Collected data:

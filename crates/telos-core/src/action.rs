//! Actions: things the user actually did, with what they measured and which
//! goals they fed.

use chrono::{DateTime, Utc};
use serde::{Deserialize, Serialize};
use strum::{EnumString, IntoStaticStr};
use uuid::Uuid;

use crate::ontology::{Composite, EntityGraph, abstraction};

/// A logged action. Abstraction with no basic.
#[derive(Debug, Clone, PartialEq, Serialize, Deserialize)]
pub struct Action {
  pub id:               Uuid,
  pub title:            String,
  pub description:      Option<String>,
  pub notes:            Option<String>,
  pub log_time:         DateTime<Utc>,
  pub duration_minutes: Option<f64>,
  pub start_time:       Option<DateTime<Utc>>,
}

abstraction!(Action);

/// One measurement taken during an action ("5.2 km").
#[derive(Debug, Clone, PartialEq, Serialize, Deserialize)]
pub struct MeasuredAction {
  pub id:         Uuid,
  pub action_id:  Uuid,
  pub measure_id: Uuid,
  pub value:      f64,
  pub created_at: DateTime<Utc>,
}

impl Composite for MeasuredAction {
  fn id(&self) -> Uuid { self.id }

  fn endpoints(&self) -> (Uuid, Uuid) { (self.action_id, self.measure_id) }
}

/// How an action was linked to a goal.
#[derive(
  Debug,
  Clone,
  Copy,
  PartialEq,
  Eq,
  Default,
  Serialize,
  Deserialize,
  EnumString,
  IntoStaticStr,
)]
#[serde(rename_all = "snake_case")]
#[strum(serialize_all = "snake_case")]
pub enum AssignmentMethod {
  /// Computed by a matching algorithm.
  AutoInferred,
  /// An inferred match the user accepted.
  UserConfirmed,
  #[default]
  Manual,
}

impl AssignmentMethod {
  pub fn as_str(self) -> &'static str { self.into() }
}

/// Records that an action moved a goal forward.
#[derive(Debug, Clone, PartialEq, Serialize, Deserialize)]
pub struct ActionGoalContribution {
  pub id:                  Uuid,
  pub action_id:           Uuid,
  pub goal_id:             Uuid,
  pub contribution_amount: Option<f64>,
  /// Unit of `contribution_amount`, if any.
  pub measure_id:          Option<Uuid>,
  pub assignment_method:   AssignmentMethod,
  /// 0.0..=1.0; 1.0 for manual or confirmed links.
  pub confidence:          f64,
  pub created_at:          DateTime<Utc>,
}

impl Composite for ActionGoalContribution {
  fn id(&self) -> Uuid { self.id }

  fn endpoints(&self) -> (Uuid, Uuid) { (self.action_id, self.goal_id) }
}

#[derive(Debug, Clone, PartialEq, Serialize, Deserialize)]
pub struct ActionGraph {
  pub action:        Action,
  pub measurements:  Vec<MeasuredAction>,
  pub contributions: Vec<ActionGoalContribution>,
}

impl EntityGraph for ActionGraph {
  fn id(&self) -> Uuid { self.action.id }

  fn anchor(&self) -> (Uuid, DateTime<Utc>) { (self.action.id, self.action.log_time) }

  fn composite_ids(&self) -> Vec<Uuid> {
    self
      .measurements
      .iter()
      .map(Composite::id)
      .chain(self.contributions.iter().map(Composite::id))
      .collect()
  }
}

// ─── Form data ───────────────────────────────────────────────────────────────

#[derive(Debug, Clone, PartialEq, Serialize, Deserialize)]
pub struct Measurement {
  pub measure_id: Uuid,
  pub value:      f64,
}

#[derive(Debug, Clone, PartialEq, Serialize, Deserialize)]
pub struct GoalContribution {
  pub goal_id:             Uuid,
  #[serde(default)]
  pub contribution_amount: Option<f64>,
  #[serde(default)]
  pub measure_id:          Option<Uuid>,
  #[serde(default)]
  pub assignment_method:   AssignmentMethod,
  #[serde(default = "full_confidence")]
  pub confidence:          f64,
}

fn full_confidence() -> f64 { 1.0 }

#[derive(Debug, Clone, PartialEq, Serialize, Deserialize)]
pub struct ActionFormData {
  pub title:            String,
  #[serde(default)]
  pub description:      Option<String>,
  #[serde(default)]
  pub notes:            Option<String>,
  #[serde(default)]
  pub duration_minutes: Option<f64>,
  #[serde(default)]
  pub start_time:       Option<DateTime<Utc>>,
  #[serde(default)]
  pub measurements:     Vec<Measurement>,
  #[serde(default)]
  pub contributions:    Vec<GoalContribution>,
}

impl ActionFormData {
  pub fn new(title: impl Into<String>) -> Self {
    Self {
      title:            title.into(),
      description:      None,
      notes:            None,
      duration_minutes: None,
      start_time:       None,
      measurements:     Vec::new(),
      contributions:    Vec::new(),
    }
  }

  pub fn with_measurement(mut self, measure_id: Uuid, value: f64) -> Self {
    self.measurements.push(Measurement { measure_id, value });
    self
  }

  /// A manual, fully-confident contribution to `goal_id`.
  pub fn contributing_to(mut self, goal_id: Uuid, amount: Option<f64>) -> Self {
    self.contributions.push(GoalContribution {
      goal_id,
      contribution_amount: amount,
      measure_id: None,
      assignment_method: AssignmentMethod::Manual,
      confidence: full_confidence(),
    });
    self
  }
}
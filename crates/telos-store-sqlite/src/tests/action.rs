use chrono::{TimeZone, Utc};
use telos_core::{
  Classify, FailureKind,
  action::{ActionFormData, AssignmentMethod, GoalContribution},
  coordinator::{Coordinator, Planner},
  goal::GoalFormData,
  ontology::EntityGraph,
};
use uuid::Uuid;

use super::{count, hours, km, row_exists, store};

#[tokio::test]
async fn create_action_with_measurement_and_contribution() {
  let s = store().await;
  let km = km(&s).await;
  let goal = s
    .goals()
    .create(GoalFormData::new("Run 100km").with_target(km.id, 100.0))
    .await
    .unwrap();

  let mut form = ActionFormData::new("Morning run")
    .with_measurement(km.id, 5.2)
    .contributing_to(goal.id(), Some(5.2));
  form.duration_minutes = Some(32.5);
  form.start_time = Some(Utc.with_ymd_and_hms(2025, 10, 11, 6, 30, 0).unwrap());

  let graph = s.actions().create(form).await.unwrap();
  assert_eq!(graph.measurements[0].action_id, graph.action.id);
  assert_eq!(graph.contributions[0].assignment_method, AssignmentMethod::Manual);
  assert_eq!(graph.contributions[0].confidence, 1.0);

  let fetched = s.actions().fetch(graph.id()).await.unwrap().unwrap();
  assert_eq!(fetched, graph);
  assert_eq!(fetched.action.duration_minutes, Some(32.5));
}

#[tokio::test]
async fn contribution_to_unknown_goal_is_rejected() {
  let s = store().await;
  let km = km(&s).await;

  let form = ActionFormData::new("Morning run")
    .with_measurement(km.id, 5.2)
    .contributing_to(Uuid::new_v4(), None);
  let err = s.actions().create(form).await.unwrap_err();
  assert_eq!(err.kind(), FailureKind::ConstraintViolation);

  assert_eq!(count(&s, "actions").await, 0);
  assert_eq!(count(&s, "measured_actions").await, 0);
}

#[tokio::test]
async fn update_reconciles_measurements_and_contributions() {
  let s = store().await;
  let km = km(&s).await;
  let hours = hours(&s).await;
  let run = s.goals().create(GoalFormData::new("Run")).await.unwrap();
  let rest = s.goals().create(GoalFormData::new("Rest")).await.unwrap();

  let created = s
    .actions()
    .create(
      ActionFormData::new("Morning run")
        .with_measurement(km.id, 5.0)
        .contributing_to(run.id(), Some(5.0))
        .contributing_to(rest.id(), None),
    )
    .await
    .unwrap();
  let run_contribution = created.contributions[0].clone();
  let rest_contribution = created.contributions[1].clone();

  let mut form = ActionFormData::new("Morning run")
    .with_measurement(km.id, 5.5)
    .with_measurement(hours.id, 0.5);
  form.contributions.push(GoalContribution {
    goal_id:             run.id(),
    contribution_amount: Some(5.5),
    measure_id:          Some(km.id),
    assignment_method:   AssignmentMethod::UserConfirmed,
    confidence:          0.9,
  });
  let updated = s.actions().update(created.id(), form).await.unwrap();

  assert_eq!(updated.action.id, created.action.id);
  assert_eq!(updated.action.log_time, created.action.log_time);

  assert_eq!(updated.measurements.len(), 2);
  assert_eq!(updated.measurements[0].id, created.measurements[0].id);
  assert_eq!(updated.measurements[0].value, 5.5);

  assert_eq!(updated.contributions.len(), 1);
  let contribution = &updated.contributions[0];
  assert_eq!(contribution.id, run_contribution.id);
  assert_eq!(contribution.created_at, run_contribution.created_at);
  assert_eq!(contribution.measure_id, Some(km.id));
  assert_eq!(contribution.assignment_method, AssignmentMethod::UserConfirmed);
  assert_eq!(contribution.confidence, 0.9);
  assert!(!row_exists(&s, "action_goal_contributions", rest_contribution.id).await);
}

#[tokio::test]
async fn delete_action_removes_composites() {
  let s = store().await;
  let km = km(&s).await;
  let goal = s.goals().create(GoalFormData::new("Run")).await.unwrap();
  let created = s
    .actions()
    .create(
      ActionFormData::new("Morning run")
        .with_measurement(km.id, 5.0)
        .contributing_to(goal.id(), None),
    )
    .await
    .unwrap();

  s.actions().delete(created.id()).await.unwrap();

  for id in created.composite_ids() {
    assert!(!row_exists(&s, "measured_actions", id).await);
    assert!(!row_exists(&s, "action_goal_contributions", id).await);
  }
  assert!(s.actions().fetch(created.id()).await.unwrap().is_none());
  assert!(s.goals().fetch(goal.id()).await.unwrap().is_some());
}

#[tokio::test]
async fn update_and_delete_unknown_action_are_not_found() {
  let s = store().await;

  let err = s
    .actions()
    .update(Uuid::new_v4(), ActionFormData::new("Ghost"))
    .await
    .unwrap_err();
  assert_eq!(err.kind(), FailureKind::NotFound);

  let err = s.actions().delete(Uuid::new_v4()).await.unwrap_err();
  assert_eq!(err.kind(), FailureKind::NotFound);
}
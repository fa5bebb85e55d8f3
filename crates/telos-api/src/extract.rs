//! Extractors whose rejections render as [`ApiError`] JSON bodies.

use axum::extract::{FromRequest, FromRequestParts};

use crate::error::ApiError;

/// [`axum::Json`] with an `{"error": ..}` rejection.
#[derive(FromRequest)]
#[from_request(via(axum::Json), rejection(ApiError))]
pub struct Json<T>(pub T);

/// [`axum::extract::Path`] with an `{"error": ..}` rejection.
#[derive(FromRequestParts)]
#[from_request(via(axum::extract::Path), rejection(ApiError))]
pub struct Path<T>(pub T);

/// [`axum::extract::Query`] with an `{"error": ..}` rejection.
#[derive(FromRequestParts)]
#[from_request(via(axum::extract::Query), rejection(ApiError))]
pub struct Query<T>(pub T);
//! [`GraphCoordinator`]: one generic [`Coordinator`] for every entity family.
//!
//! Each family supplies its row-level graph operations through
//! [`GraphFamily`]; the coordinator wraps each of them in a single
//! [`SqliteStore::with_transaction`] call.

use std::marker::PhantomData;

use chrono::{DateTime, Utc};
use rusqlite::{Connection, Transaction};
use telos_core::{coordinator::Coordinator, ontology::EntityGraph};
use tracing::{info, instrument};
use uuid::Uuid;

use crate::{Error, Result, SqliteStore};

/// The row-level operations behind one entity family.
///
/// Write operations receive the open transaction and must issue parent
/// inserts before child inserts, and child deletes before parent deletes.
/// Returning `Err` from any of them rolls the whole transaction back.
pub trait GraphFamily: Send + Sync + 'static {
  /// Entity name used in logs and not-found errors.
  const NAME: &'static str;

  type Form: Send + 'static;
  type Graph: EntityGraph + Send + 'static;

  fn insert(tx: &Transaction<'_>, form: Self::Form, now: DateTime<Utc>) -> Result<Self::Graph>;

  fn update(
    tx: &Transaction<'_>,
    id: Uuid,
    form: Self::Form,
    now: DateTime<Utc>,
  ) -> Result<Self::Graph>;

  fn delete(tx: &Transaction<'_>, id: Uuid) -> Result<()>;

  fn fetch(conn: &Connection, id: Uuid) -> Result<Option<Self::Graph>>;

  fn list(conn: &Connection) -> Result<Vec<Self::Graph>>;
}

/// Coordinates atomic graph writes for family `F` against one store.
pub struct GraphCoordinator<F> {
  store:  SqliteStore,
  family: PhantomData<fn() -> F>,
}

impl<F> GraphCoordinator<F> {
  pub fn new(store: SqliteStore) -> Self {
    Self { store, family: PhantomData }
  }
}

impl<F> Clone for GraphCoordinator<F> {
  fn clone(&self) -> Self { Self::new(self.store.clone()) }
}

impl<F: GraphFamily> Coordinator for GraphCoordinator<F> {
  type Form = F::Form;
  type Graph = F::Graph;
  type Error = Error;

  #[instrument(skip_all, fields(family = F::NAME))]
  async fn create(&self, form: F::Form) -> Result<F::Graph> {
    let graph = self
      .store
      .with_transaction("create", move |tx| F::insert(tx, form, Utc::now()))
      .await?;
    info!(id = %graph.id(), "graph created");
    Ok(graph)
  }

  #[instrument(skip(self, form), fields(family = F::NAME))]
  async fn update(&self, id: Uuid, form: F::Form) -> Result<F::Graph> {
    let graph = self
      .store
      .with_transaction("update", move |tx| F::update(tx, id, form, Utc::now()))
      .await?;
    info!("graph updated");
    Ok(graph)
  }

  #[instrument(skip(self), fields(family = F::NAME))]
  async fn delete(&self, id: Uuid) -> Result<()> {
    self
      .store
      .with_transaction("delete", move |tx| F::delete(tx, id))
      .await?;
    info!("graph deleted");
    Ok(())
  }

  async fn fetch(&self, id: Uuid) -> Result<Option<F::Graph>> {
    self.store.read(move |conn| F::fetch(conn, id)).await
  }

  async fn list(&self) -> Result<Vec<F::Graph>> {
    self.store.read(F::list).await
  }
}
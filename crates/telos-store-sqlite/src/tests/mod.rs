//! Integration tests for the coordinators against an in-memory database.

mod action;
mod goal;
mod transaction;

use chrono::{TimeZone, Utc};
use telos_core::{
  coordinator::{Coordinator, Planner},
  measure::{Measure, MeasureFormData},
  term::{TimePeriodFormData, TimePeriodGraph},
  value::{PersonalValue, ValueFormData, ValueLevel},
};
use uuid::Uuid;

use crate::SqliteStore;

async fn store() -> SqliteStore {
  SqliteStore::open_in_memory()
    .await
    .expect("in-memory store")
}

/// Row count of `table`, read outside any coordinator.
async fn count(s: &SqliteStore, table: &'static str) -> i64 {
  s.read(move |conn| {
    Ok(conn.query_row(&format!("SELECT COUNT(*) FROM {table}"), [], |row| row.get(0))?)
  })
  .await
  .unwrap()
}

async fn row_exists(s: &SqliteStore, table: &'static str, id: Uuid) -> bool {
  s.read(move |conn| {
    let n: i64 = conn.query_row(
      &format!("SELECT COUNT(*) FROM {table} WHERE id = ?1"),
      rusqlite::params![id.hyphenated().to_string()],
      |row| row.get(0),
    )?;
    Ok(n > 0)
  })
  .await
  .unwrap()
}

async fn km(s: &SqliteStore) -> Measure {
  s.measures()
    .create(MeasureFormData::new("Distance", "km", "distance"))
    .await
    .unwrap()
}

async fn hours(s: &SqliteStore) -> Measure {
  s.measures()
    .create(MeasureFormData::new("Time", "hours", "time"))
    .await
    .unwrap()
}

async fn value(s: &SqliteStore, title: &str) -> PersonalValue {
  s.values()
    .create(ValueFormData::new(title, ValueLevel::Major))
    .await
    .unwrap()
}

async fn term(s: &SqliteStore, term_number: u32) -> TimePeriodGraph {
  let start = Utc.with_ymd_and_hms(2025, 10, 10, 0, 0, 0).unwrap();
  s.terms()
    .create(TimePeriodFormData::ten_week_term(term_number, start))
    .await
    .unwrap()
}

§ Assignment: When a line in the data contains "EnumString", return it as written.

§ Written solution:
use strum::{EnumString, IntoStaticStr};
  EnumString,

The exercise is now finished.